**ACTIVITY**
Output exactly the lines from the line with "for line in" through the end of the records below. Include nothing else.

**DATA FOR PROCESSING**
----------------------------------------
//! Pattern command implementation

use std::path::Path;
use std::process::ExitCode;

use super::{EXIT_ERROR, EXIT_INVALID_ARGS, EXIT_SUCCESS};
use crate::config::BeadConfig;
use crate::database::ColorDatabase;
use crate::output::{self, PreviewStyle};
use crate::pipeline::{convert_pattern, Pattern, PatternOptions};

/// Execute the pattern command
pub fn run_pattern(
    image_path: &Path,
    database_path: &Path,
    output: Option<&Path>,
    preview: Option<&Path>,
    settings: &BeadConfig,
) -> ExitCode {
    let db = match ColorDatabase::load(database_path) {
        Ok(db) => db,
        Err(e) => {
            eprintln!("Error: '{}': {}", database_path.display(), e);
            return ExitCode::from(EXIT_INVALID_ARGS);
        }
    };

    let image = match output::load_image(image_path) {
        Ok(image) => image,
        Err(e) => {
            eprintln!("Error: '{}': {}", image_path.display(), e);
            return ExitCode::from(EXIT_INVALID_ARGS);
        }
    };

    let options = PatternOptions {
        width: settings.pattern.width,
        series: settings.pattern.series.clone(),
    };
    let pattern = match convert_pattern(&image, &db, &options) {
        Ok(pattern) => pattern,
        Err(e) => {
            eprintln!("Error: {}", e);
            return ExitCode::from(EXIT_ERROR);
        }
    };

    if let Some(warning) = pattern.warning() {
        eprintln!("Warning: {}", warning);
    }

    let output_path = output::generate_output_path(image_path, "_pattern", "json", output);
    if let Err(e) = output::write_pattern_json(&pattern, &output_path) {
        eprintln!("Error: Failed to write '{}': {}", output_path.display(), e);
        return ExitCode::from(EXIT_ERROR);
    }

    if let Some(preview_path) = preview {
        let style = PreviewStyle {
            scale: settings.preview.scale,
            grid_color: settings.preview.grid.then(|| settings.preview.grid_rgb()),
        };
        let rendered = output::render_preview(&pattern.colors(), style);
        if let Err(e) = output::save_png(&rendered, preview_path) {
            eprintln!("Error: Failed to write '{}': {}", preview_path.display(), e);
            return ExitCode::from(EXIT_ERROR);
        }
        println!("Preview: {}", preview_path.display());
    }

    print_summary(&pattern, &output_path);
    ExitCode::from(EXIT_SUCCESS)
}

fn print_summary(pattern: &Pattern, output_path: &Path) {
    println!(
        "Pattern: {} ({}x{})",
        output_path.display(),
        pattern.width(),
        pattern.height()
    );
    println!(
        "Series: {} ({} mode)",
        pattern.selection.series, pattern.selection.mode
    );
    println!(
        "Palette: {} colors, {} used",
        pattern.palette.len(),
        pattern.usage.used()
    );
    println!();
    println!(
        "  {:<12} {:<24} {:<8} {:>6}",
        "NAME", "SERIES", "HEX", "COUNT"
    );
    for line in pattern.bill_of_materials() {
        println!(
            "  {:<12} {:<24} {:<8} {:>6}",
            line.name, line.series, line.hex, line.count
        );
    }
    println!(
        "  {:<12} {:<24} {:<8} {:>6}",
        "",
        "",
        "TOTAL",
        pattern.usage.total()
    );
}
----------------------------------------
**ANSWER SECTION**
    for line in pattern.bill_of_materials() {
        println!(
            "  {:<12} {:<24} {:<8} {:>6}",
            line.name, line.series, line.hex, line.count
        );
    }
    println!(
        "  {:<12} {:<24} {:<8} {:>6}",
        "",
        "",
        "TOTAL",
        pattern.usage.total()
    );
}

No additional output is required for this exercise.